What this task involves => Here is the task for the records below: repeat exactly the lines from the one with "pub fn base_url(&self)" to the one with "self.download(repo, file.remote, &dir.join(file.local)).await?;", both included, and nothing else.
- Opening Delimiter -
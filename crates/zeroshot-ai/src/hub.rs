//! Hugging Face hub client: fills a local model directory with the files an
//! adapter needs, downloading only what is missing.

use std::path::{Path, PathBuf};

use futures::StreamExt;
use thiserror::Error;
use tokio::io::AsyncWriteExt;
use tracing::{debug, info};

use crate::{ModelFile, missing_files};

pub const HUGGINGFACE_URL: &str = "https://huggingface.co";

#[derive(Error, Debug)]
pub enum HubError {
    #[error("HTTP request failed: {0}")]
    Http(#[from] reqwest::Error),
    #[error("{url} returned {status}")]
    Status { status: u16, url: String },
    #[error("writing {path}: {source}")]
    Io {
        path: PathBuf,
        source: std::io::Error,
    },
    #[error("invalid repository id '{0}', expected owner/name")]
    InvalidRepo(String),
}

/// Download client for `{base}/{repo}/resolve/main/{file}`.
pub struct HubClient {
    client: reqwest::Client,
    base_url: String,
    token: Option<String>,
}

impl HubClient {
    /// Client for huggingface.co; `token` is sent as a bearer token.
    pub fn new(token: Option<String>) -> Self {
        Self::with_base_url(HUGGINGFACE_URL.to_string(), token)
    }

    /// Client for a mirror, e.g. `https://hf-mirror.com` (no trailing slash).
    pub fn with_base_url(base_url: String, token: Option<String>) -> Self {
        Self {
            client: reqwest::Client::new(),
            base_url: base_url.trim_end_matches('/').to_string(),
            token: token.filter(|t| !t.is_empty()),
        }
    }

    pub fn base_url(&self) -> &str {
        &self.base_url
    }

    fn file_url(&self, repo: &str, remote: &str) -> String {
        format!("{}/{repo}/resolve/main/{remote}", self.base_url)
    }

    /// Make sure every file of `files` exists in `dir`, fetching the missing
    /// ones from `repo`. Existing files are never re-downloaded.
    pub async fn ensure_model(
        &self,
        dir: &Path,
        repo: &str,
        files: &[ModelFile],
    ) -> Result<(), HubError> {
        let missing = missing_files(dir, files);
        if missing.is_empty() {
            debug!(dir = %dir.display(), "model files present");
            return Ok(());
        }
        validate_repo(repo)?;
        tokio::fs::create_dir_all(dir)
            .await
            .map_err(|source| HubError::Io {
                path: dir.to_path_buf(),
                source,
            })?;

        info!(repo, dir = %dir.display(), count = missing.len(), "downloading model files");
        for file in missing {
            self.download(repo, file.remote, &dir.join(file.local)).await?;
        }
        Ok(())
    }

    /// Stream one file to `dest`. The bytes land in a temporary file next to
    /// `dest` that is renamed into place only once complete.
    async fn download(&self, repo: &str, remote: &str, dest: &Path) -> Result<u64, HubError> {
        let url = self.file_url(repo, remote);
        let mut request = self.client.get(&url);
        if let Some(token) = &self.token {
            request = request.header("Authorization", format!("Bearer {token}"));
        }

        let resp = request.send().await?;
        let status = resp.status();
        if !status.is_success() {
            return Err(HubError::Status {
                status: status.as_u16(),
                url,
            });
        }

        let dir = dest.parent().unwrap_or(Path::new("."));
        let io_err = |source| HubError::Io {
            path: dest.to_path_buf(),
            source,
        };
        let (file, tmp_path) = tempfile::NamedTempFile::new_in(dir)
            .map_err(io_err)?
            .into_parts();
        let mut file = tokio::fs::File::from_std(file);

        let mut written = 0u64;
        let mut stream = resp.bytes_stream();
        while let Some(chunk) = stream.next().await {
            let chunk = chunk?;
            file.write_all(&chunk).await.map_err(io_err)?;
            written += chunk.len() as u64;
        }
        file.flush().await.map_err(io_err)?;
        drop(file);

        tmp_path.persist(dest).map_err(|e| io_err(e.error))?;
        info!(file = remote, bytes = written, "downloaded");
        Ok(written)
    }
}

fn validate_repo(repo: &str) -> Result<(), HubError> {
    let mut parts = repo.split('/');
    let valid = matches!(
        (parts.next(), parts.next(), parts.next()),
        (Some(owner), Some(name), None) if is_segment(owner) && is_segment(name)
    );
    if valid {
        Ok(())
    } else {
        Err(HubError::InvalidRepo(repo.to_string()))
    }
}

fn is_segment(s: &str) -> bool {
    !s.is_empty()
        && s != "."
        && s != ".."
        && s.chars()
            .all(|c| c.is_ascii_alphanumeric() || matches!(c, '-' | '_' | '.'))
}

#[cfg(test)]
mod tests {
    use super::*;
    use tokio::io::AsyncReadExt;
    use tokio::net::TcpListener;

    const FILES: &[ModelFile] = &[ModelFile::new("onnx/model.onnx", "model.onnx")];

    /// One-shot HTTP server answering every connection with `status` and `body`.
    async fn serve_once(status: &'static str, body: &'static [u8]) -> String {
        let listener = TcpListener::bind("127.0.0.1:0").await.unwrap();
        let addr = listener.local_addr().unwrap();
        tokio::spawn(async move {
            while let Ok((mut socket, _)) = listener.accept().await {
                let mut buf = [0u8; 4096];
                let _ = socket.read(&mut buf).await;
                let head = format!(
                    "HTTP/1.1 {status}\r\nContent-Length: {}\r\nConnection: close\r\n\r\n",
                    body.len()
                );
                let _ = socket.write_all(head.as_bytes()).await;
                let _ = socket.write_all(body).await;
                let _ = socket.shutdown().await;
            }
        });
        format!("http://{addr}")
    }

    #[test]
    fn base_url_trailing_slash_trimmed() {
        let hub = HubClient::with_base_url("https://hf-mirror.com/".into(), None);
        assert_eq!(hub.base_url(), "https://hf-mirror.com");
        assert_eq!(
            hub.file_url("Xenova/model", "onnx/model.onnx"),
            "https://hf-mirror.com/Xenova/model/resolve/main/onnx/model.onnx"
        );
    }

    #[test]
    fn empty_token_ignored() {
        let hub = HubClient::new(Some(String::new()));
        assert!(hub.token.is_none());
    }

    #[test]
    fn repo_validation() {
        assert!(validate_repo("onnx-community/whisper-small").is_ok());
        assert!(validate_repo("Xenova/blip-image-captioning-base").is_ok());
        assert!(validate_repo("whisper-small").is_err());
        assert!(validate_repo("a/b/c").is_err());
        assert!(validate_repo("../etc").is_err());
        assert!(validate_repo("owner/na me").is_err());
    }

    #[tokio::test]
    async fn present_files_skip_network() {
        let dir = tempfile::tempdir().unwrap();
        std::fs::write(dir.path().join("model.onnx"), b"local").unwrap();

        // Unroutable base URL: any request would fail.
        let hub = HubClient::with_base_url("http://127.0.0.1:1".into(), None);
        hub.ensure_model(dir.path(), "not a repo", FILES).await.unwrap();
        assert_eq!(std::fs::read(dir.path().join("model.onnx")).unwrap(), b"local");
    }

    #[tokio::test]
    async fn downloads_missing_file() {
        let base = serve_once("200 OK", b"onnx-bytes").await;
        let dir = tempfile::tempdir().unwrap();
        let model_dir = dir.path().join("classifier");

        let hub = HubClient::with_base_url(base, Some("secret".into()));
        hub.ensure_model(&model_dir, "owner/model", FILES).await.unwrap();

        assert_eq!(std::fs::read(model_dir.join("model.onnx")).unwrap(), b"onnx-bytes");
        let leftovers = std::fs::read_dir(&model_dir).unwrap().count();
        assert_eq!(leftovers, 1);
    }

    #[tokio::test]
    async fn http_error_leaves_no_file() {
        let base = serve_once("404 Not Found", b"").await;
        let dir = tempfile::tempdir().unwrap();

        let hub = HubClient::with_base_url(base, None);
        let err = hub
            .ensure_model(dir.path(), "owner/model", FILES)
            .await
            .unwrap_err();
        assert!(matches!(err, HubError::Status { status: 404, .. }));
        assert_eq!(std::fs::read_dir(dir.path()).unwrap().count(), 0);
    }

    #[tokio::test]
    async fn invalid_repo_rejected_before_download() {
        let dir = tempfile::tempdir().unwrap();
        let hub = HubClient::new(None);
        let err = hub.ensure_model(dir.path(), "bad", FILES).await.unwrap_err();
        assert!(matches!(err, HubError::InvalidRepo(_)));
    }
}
- Closing Delimiter -
- Opening Delimiter -
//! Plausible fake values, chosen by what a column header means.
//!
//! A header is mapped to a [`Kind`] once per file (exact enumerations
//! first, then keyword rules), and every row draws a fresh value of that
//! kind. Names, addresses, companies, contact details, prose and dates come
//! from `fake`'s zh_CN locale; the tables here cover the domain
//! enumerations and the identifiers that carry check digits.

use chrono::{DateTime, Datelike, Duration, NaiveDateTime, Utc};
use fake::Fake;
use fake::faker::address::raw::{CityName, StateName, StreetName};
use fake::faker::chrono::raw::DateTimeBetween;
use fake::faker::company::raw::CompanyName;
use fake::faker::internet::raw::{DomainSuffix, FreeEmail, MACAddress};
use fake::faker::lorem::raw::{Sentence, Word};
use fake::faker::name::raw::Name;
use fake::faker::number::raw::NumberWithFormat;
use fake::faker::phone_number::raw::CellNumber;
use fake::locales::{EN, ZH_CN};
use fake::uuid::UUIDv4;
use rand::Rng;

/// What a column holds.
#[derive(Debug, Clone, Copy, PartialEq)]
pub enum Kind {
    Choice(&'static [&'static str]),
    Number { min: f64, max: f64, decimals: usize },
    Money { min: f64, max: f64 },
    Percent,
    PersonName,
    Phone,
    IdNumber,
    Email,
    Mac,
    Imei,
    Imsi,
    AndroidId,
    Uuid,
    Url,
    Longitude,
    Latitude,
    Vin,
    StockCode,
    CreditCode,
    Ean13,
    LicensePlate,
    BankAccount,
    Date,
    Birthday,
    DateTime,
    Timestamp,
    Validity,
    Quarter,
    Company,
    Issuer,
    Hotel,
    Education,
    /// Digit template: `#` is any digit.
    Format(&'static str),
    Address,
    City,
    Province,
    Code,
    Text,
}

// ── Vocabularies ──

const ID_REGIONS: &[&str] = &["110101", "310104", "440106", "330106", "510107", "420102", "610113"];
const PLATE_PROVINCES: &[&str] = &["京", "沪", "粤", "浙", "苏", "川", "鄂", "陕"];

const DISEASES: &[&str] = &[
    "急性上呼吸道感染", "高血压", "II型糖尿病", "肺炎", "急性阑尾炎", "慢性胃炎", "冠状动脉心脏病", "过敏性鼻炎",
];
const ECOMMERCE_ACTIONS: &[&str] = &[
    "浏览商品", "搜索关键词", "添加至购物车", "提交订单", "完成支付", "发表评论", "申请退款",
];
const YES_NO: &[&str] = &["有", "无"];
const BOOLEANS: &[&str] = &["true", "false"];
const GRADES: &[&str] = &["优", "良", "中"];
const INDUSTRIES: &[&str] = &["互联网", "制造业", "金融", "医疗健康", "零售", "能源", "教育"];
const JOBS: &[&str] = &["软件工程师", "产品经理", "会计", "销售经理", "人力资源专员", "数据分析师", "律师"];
- Closing Delimiter -
Solution to this task =>
    pub fn base_url(&self) -> &str {
        &self.base_url
    }

    fn file_url(&self, repo: &str, remote: &str) -> String {
        format!("{}/{repo}/resolve/main/{remote}", self.base_url)
    }

    /// Make sure every file of `files` exists in `dir`, fetching the missing
    /// ones from `repo`. Existing files are never re-downloaded.
    pub async fn ensure_model(
        &self,
        dir: &Path,
        repo: &str,
        files: &[ModelFile],
    ) -> Result<(), HubError> {
        let missing = missing_files(dir, files);
        if missing.is_empty() {
            debug!(dir = %dir.display(), "model files present");
            return Ok(());
        }
        validate_repo(repo)?;
        tokio::fs::create_dir_all(dir)
            .await
            .map_err(|source| HubError::Io {
                path: dir.to_path_buf(),
                source,
            })?;

        info!(repo, dir = %dir.display(), count = missing.len(), "downloading model files");
        for file in missing {
            self.download(repo, file.remote, &dir.join(file.local)).await?;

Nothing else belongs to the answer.